WHAT THE TASK ASKS:
Return only the count of lines in the listing below where the word "whose" appears.

[DATASET]

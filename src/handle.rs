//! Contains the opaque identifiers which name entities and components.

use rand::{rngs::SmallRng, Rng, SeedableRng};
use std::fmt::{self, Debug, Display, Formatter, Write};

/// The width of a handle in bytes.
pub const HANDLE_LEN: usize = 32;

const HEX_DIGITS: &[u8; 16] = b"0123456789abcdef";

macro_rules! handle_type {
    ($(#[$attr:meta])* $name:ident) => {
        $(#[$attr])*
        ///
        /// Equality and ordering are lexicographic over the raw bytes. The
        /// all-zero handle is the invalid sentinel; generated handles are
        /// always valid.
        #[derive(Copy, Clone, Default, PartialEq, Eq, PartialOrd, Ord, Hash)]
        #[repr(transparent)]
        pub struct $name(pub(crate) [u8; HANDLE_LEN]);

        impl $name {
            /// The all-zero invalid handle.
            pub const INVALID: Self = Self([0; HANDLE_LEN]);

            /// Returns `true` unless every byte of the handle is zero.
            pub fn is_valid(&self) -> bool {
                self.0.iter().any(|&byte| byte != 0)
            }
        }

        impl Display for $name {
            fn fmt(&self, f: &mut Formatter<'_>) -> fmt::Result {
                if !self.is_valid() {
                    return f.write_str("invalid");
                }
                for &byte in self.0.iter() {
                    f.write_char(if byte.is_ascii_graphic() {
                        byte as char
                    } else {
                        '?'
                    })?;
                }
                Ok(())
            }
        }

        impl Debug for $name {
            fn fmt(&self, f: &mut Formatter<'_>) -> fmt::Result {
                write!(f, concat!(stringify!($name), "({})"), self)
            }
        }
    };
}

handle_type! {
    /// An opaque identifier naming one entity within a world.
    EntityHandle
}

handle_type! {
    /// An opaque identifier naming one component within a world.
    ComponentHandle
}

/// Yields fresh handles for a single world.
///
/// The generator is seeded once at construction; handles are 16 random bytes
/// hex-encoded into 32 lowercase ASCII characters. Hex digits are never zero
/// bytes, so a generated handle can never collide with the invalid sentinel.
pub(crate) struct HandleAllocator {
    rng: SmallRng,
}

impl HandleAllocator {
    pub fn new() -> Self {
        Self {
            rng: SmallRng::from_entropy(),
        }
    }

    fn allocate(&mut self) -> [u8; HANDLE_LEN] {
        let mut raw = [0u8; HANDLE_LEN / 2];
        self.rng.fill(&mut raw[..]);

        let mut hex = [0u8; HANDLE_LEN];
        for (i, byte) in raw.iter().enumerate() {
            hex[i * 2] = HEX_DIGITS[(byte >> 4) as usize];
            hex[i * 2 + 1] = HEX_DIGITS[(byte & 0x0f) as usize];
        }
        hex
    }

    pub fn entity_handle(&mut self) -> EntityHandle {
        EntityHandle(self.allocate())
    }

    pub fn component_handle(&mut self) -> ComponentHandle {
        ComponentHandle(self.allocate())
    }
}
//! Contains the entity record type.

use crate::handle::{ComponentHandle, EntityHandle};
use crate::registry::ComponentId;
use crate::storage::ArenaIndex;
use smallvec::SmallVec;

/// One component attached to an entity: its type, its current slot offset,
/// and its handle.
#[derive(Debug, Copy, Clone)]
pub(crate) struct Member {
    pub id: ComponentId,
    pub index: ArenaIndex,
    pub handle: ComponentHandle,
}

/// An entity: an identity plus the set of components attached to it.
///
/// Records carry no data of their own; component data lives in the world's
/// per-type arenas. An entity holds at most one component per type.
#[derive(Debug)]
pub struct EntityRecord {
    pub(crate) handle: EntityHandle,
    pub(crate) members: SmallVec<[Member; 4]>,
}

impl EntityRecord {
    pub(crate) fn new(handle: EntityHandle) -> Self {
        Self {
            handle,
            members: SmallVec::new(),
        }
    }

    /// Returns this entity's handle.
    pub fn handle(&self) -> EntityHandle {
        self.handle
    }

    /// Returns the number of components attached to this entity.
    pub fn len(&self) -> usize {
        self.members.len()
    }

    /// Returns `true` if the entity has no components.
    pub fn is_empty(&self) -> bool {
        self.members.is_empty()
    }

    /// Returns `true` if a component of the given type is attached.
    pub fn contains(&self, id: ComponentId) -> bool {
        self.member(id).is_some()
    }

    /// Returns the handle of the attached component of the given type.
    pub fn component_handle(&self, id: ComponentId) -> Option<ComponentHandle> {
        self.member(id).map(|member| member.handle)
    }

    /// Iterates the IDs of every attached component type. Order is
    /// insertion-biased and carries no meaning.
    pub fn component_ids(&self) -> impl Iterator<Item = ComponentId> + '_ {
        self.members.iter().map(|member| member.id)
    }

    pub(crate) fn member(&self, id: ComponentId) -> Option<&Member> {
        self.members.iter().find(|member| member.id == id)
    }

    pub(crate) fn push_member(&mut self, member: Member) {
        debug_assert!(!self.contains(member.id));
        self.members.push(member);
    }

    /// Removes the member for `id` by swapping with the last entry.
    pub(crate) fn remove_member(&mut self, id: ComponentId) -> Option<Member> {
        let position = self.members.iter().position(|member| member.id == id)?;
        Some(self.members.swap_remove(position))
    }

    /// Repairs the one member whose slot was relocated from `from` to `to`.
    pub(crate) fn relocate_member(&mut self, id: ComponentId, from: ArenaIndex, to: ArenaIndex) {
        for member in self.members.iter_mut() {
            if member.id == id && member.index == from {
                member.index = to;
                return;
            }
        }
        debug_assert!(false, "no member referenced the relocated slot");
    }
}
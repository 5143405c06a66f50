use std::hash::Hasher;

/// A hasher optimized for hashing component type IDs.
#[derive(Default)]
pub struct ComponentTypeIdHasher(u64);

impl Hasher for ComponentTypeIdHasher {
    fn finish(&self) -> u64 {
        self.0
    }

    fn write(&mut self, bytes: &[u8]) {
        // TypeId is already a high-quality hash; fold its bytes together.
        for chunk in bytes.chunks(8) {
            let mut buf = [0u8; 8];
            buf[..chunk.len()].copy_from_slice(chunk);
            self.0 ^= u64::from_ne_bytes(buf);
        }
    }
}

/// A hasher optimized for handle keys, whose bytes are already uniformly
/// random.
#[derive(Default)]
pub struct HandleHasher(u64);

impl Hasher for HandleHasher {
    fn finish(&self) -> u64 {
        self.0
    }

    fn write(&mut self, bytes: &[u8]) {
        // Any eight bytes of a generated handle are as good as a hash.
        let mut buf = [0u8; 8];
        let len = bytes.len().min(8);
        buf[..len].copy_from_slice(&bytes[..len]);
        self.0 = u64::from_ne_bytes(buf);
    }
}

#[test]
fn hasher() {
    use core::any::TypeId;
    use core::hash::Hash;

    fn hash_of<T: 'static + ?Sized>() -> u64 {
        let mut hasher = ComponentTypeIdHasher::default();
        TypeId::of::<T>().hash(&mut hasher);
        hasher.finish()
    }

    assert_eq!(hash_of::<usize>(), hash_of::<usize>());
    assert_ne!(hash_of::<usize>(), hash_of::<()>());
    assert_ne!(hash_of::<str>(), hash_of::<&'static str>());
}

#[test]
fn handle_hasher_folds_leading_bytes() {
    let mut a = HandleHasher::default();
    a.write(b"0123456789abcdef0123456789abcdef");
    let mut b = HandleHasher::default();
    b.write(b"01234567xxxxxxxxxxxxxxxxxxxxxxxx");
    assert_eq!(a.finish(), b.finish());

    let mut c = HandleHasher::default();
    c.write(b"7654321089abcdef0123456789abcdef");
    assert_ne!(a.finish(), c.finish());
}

[/DATASET]

RESPONSE TO THIS EXERCISE:
2